Deutsche Welle, May 19, 2011
Puma sees environmental accounting as an investment |
Sportswear maker Puma has published details of the environmental cost of its business activities. It's part of a larger project to reduce the company's impact on the environment and manage future risk.
While it might seem difficult to put a price tag on an old-growth forest or a wetland area, German sportswear maker Puma has come close, calculating the environmental cost of its business, including its entire supply chain.
With the help of consultancy firm PriceWaterhouseCoopers and research group Trucost, the world's third-largest sportswear manufacturing company determined that in 2010, the combined cost of the carbon it emitted and water it used was 94.4 million euros ($134.3 million).
The analysis, which looked at Puma's entire supply chain in detail, covered everything from the CO2 emissions from the cows that provide the leather for its shoes to the water needed to grow the cotton used in its shirts and shorts.
"We wanted to look at where our biggest effects on the environment are," Kerstin Neuber, Puma deputy spokesperson, told Deutsche Welle. "We've recognized that our current business model is not sustainable in the long run because we'll eventually run up against a shortage of resources."
The analysis looks at the whole supply chain - from cows to cotton |
The lion's share of Puma's environmental costs originates with its suppliers, many of whom are based in Asia. The company hopes that by looking at environmental impacts in detail, it can work with those suppliers – along with other companies who use them - and make sure outsourced processes are subject to the same kinds of environmental standards that its own production is.
Costs and benefits
A subsequent section of Puma's impact report due this fall will go beyond carbon and water to include additional factors such as acid rain, smog and land use. In 2012, the company plans to release a further report on the social impacts of its business, including wage levels, working conditions and living standards.
A final section will focus on the other side of the equation, looking at job creation, wages and tax contributions. The benefits will then be offset against the environmental and social costs of the first two sections to create the complete environmental profit-and-loss statement.
"It is a kind of risk management that we can use for our future procurement strategy while also reducing our impact on the environment," Puma spokesperson Neuber said. The company, whose headquarters are in Bavaria, aims to reduce its energy and water use, carbon emissions and waste by 25 percent by 2015.
The Puma initiative has attracted interest from several major corporations. German companies like Daimler, Siemens and BASF as well as US-based Coca-Cola and Dow Chemical have all been watching closely, Puma said.
Smart business
According to Richard Mattison, CEO of Trucost, the UK-based environmental research firm that helped Puma determine its environmental impact, more companies these days are examining what is called "integrated reporting," which incorporate the positive and negative environmental and social effects into their financial statements.

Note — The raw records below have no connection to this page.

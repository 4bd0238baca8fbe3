//! Seams to the AR engine
//!
//! The session never talks to a rendering or tracking engine directly. Hosts
//! implement these traits over ARKit/RealityKit, ARCore, OpenXR or a test
//! double.

use crate::error::{Rejection, RendererError};
use crate::settings::AlignmentFilter;
use crate::surface::{PlacedObject, SurfaceId, SurfaceRecord};

/// Scene renderer commands issued by the session
pub trait SceneRenderer {
    /// Visualize a newly accepted surface
    fn show_surface(&mut self, surface: &SurfaceRecord);

    /// An accepted surface changed extents or pose
    fn refresh_surface(&mut self, _surface: &SurfaceRecord) {}

    /// An accepted surface is gone
    fn hide_surface(&mut self, _id: SurfaceId) {}

    /// Drop every surface visualization
    fn hide_all_surfaces(&mut self) {}

    /// Materialize one card. Failures are reported per object.
    fn place_object(&mut self, object: &PlacedObject) -> Result<(), RendererError>;

    /// Remove every placed card
    fn remove_all_objects(&mut self);
}

/// Surface tracking provider commands issued by the session
pub trait TrackingProvider {
    /// Start emitting surface events for the given alignments
    fn enable_tracking(&mut self, alignments: AlignmentFilter);

    /// Stop emitting surface events (user stop)
    fn disable_tracking(&mut self);

    /// Stop surface detection because the target count was reached
    fn halt_tracking(&mut self) {
        self.disable_tracking();
    }
}

/// Notifications for UI and other listeners
#[derive(Debug, Clone, PartialEq)]
pub enum SessionEvent {
    Accepted(SurfaceRecord),
    Rejected { surface_id: SurfaceId, reason: Rejection },
    Removed(SurfaceId),
    /// Target surface count reached, detection halted
    TargetReached { count: usize },
    PlacementIssued(PlacedObject),
    PlacementFailed(PlacementFailure),
}

/// A card the renderer could not place
#[derive(Debug, Clone, PartialEq)]
pub struct PlacementFailure {
    pub object: PlacedObject,
    pub error: RendererError,
}

/// Listener for session notifications
pub trait SessionObserver {
    fn on_event(&mut self, event: &SessionEvent);
}

impl<F> SessionObserver for F
where
    F: FnMut(&SessionEvent),
{
    fn on_event(&mut self, event: &SessionEvent) {
        self(event)
    }
}

/// Renderer that only logs, for hosts without a scene
#[derive(Debug, Default)]
pub struct LogRenderer {
    placed: usize,
}

impl LogRenderer {
    pub fn placed(&self) -> usize {
        self.placed
    }
}

impl SceneRenderer for LogRenderer {
    fn show_surface(&mut self, surface: &SurfaceRecord) {
        log::info!(
            "Showing surface {} at ({:.2}, {:.2}, {:.2})",
            surface.id,
            surface.position.x,
            surface.position.y,
            surface.position.z
        );
    }

    fn hide_surface(&mut self, id: SurfaceId) {
        log::info!("Hiding surface {}", id);
    }

    fn place_object(&mut self, object: &PlacedObject) -> Result<(), RendererError> {
        self.placed += 1;
        log::info!(
            "Card on surface {} at ({:.2}, {:.2}, {:.2})",
            object.surface_id,
            object.position.x,
            object.position.y,
            object.position.z
        );
        Ok(())
    }

    fn remove_all_objects(&mut self) {
        if self.placed > 0 {
            log::info!("Removing {} cards", self.placed);
        }
        self.placed = 0;
    }
}

/// Tracking provider that only logs
#[derive(Debug, Default)]
pub struct LogProvider {
    enabled: bool,
}

impl LogProvider {
    pub fn is_enabled(&self) -> bool {
        self.enabled
    }
}

impl TrackingProvider for LogProvider {
    fn enable_tracking(&mut self, alignments: AlignmentFilter) {
        self.enabled = true;
        log::info!("Surface tracking enabled ({:?})", alignments);
    }

    fn disable_tracking(&mut self) {
        self.enabled = false;
        log::info!("Surface tracking disabled");
    }

    fn halt_tracking(&mut self) {
        self.enabled = false;
        log::info!("Surface tracking halted, target reached");
    }
}

/// Recording doubles for session tests
#[cfg(test)]
pub(crate) mod testing {
    use std::collections::HashSet;

    use super::*;

    #[derive(Debug, Clone, PartialEq)]
    pub(crate) enum RenderCall {
        Show(SurfaceId),
        Refresh(SurfaceId),
        Hide(SurfaceId),
        HideAll,
        Place(SurfaceId),
        RemoveAll,
    }

    #[derive(Debug, Default)]
    pub(crate) struct RecordingRenderer {
        pub calls: Vec<RenderCall>,
        /// Surfaces whose placement fails
        pub failing: HashSet<SurfaceId>,
    }

    impl RecordingRenderer {
        pub(crate) fn placements(&self) -> usize {
            self.calls
                .iter()
                .filter(|c| matches!(c, RenderCall::Place(_)))
                .count()
        }
    }

    impl SceneRenderer for RecordingRenderer {
        fn show_surface(&mut self, surface: &SurfaceRecord) {
            self.calls.push(RenderCall::Show(surface.id));
        }

        fn refresh_surface(&mut self, surface: &SurfaceRecord) {
            self.calls.push(RenderCall::Refresh(surface.id));
        }

        fn hide_surface(&mut self, id: SurfaceId) {
            self.calls.push(RenderCall::Hide(id));
        }

        fn hide_all_surfaces(&mut self) {
            self.calls.push(RenderCall::HideAll);
        }

        fn place_object(&mut self, object: &PlacedObject) -> Result<(), RendererError> {
            self.calls.push(RenderCall::Place(object.surface_id));
            if self.failing.contains(&object.surface_id) {
                return Err(RendererError::new(object.surface_id, "mesh upload failed"));
            }
            Ok(())
        }

        fn remove_all_objects(&mut self) {
            self.calls.push(RenderCall::RemoveAll);
        }
    }

    #[derive(Debug, Clone, Copy, PartialEq, Eq)]
    pub(crate) enum TrackCall {
        Enable(AlignmentFilter),
        Disable,
        Halt,
    }

    #[derive(Debug, Default)]
    pub(crate) struct RecordingProvider {
        pub calls: Vec<TrackCall>,
    }

    impl TrackingProvider for RecordingProvider {
        fn enable_tracking(&mut self, alignments: AlignmentFilter) {
            self.calls.push(TrackCall::Enable(alignments));
        }

        fn disable_tracking(&mut self) {
            self.calls.push(TrackCall::Disable);
        }

        fn halt_tracking(&mut self) {
            self.calls.push(TrackCall::Halt);
        }
    }
}

#[cfg(test)]
mod tests {
    use super::*;

    #[test]
    fn test_log_provider_tracks_enabled_state() {
        let mut provider = LogProvider::default();
        assert!(!provider.is_enabled());
        provider.enable_tracking(AlignmentFilter::Vertical);
        assert!(provider.is_enabled());
        provider.halt_tracking();
        assert!(!provider.is_enabled());
        provider.enable_tracking(AlignmentFilter::Any);
        provider.disable_tracking();
        assert!(!provider.is_enabled());
    }
}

Most of Puma's environmental costs originate in Asia, where it has based production |
They are doing so, he said, simply out of a sense of altruism. Puma's systematic approach to examining all the risks across the supply chain will help them make better business decisions in the future, he added.
"It will help them adapt to how the world will look in 2020 or 2030," Mattison told Deutsche Welle. "In a world of increasing demand and decreasing availability of natural resources, it's a very wise thing to do."
Such analysis can help companies avoid the rising cost of raw materials in the future, or to re-engineer their facilities, products or supply chains to be more environmentally friendly.
"By understanding the relationship between nature and commerce, business can understand how to reduce their risk," he said.
In addition, Puma can benefit from its profit-and-loss statement when it comes to future regulation. As resources become scarcer, it many observers believe it is likely that companies will be required to report in a detailed fashion the environmental impact on their business.
"We'll be one step ahead of companies that have to start from scratch," Neuber said.
First step
Environmentalists have welcomed the new approach, saying it is an important first step in the corporate world's rethinking how it uses natural resources, which were once considered to be there for the taking.
"If Puma, for example, sees that its water-intensive cotton farming operation in India is in a dry region, it needs to change its practices or move or look for a substitute product," Roland Gramling of WWF-Germany told Deutsche Welle.
Puma chief Zeitz says sustainability is essential to his company's future |
He said economists started giving nature and natural resources a monetary value at the end of the 1990s. While there had always been a concrete value placed on raw materials such as gold, no one had really taken into consideration the value of a wetland located next to an Indian textile factory using large amounts of water.
"But now we have to," Gramling said.
Several other firms in Germany are looking at the issue of sustainability and their future business viability. Supermarket chain Edeka has announced it wants to ensure that all its fish products come from sustainable fisheries. The company's fear is that if they do not, overfishing could make it difficult to meet customer demand further down the road.
Some, however, have accused Puma of hypocrisy, pointing to the company's sponsorship of the Formula 1 and MotoGP racing series – hardly the greenest of sports.
But Puma's Neuber said the company was thinking in bigger terms – looking at the whole transportation chain and not about "ten cars driving around in circles."
"This report details how we damage the environment," she said. "We have tried to create as much transparency as we can."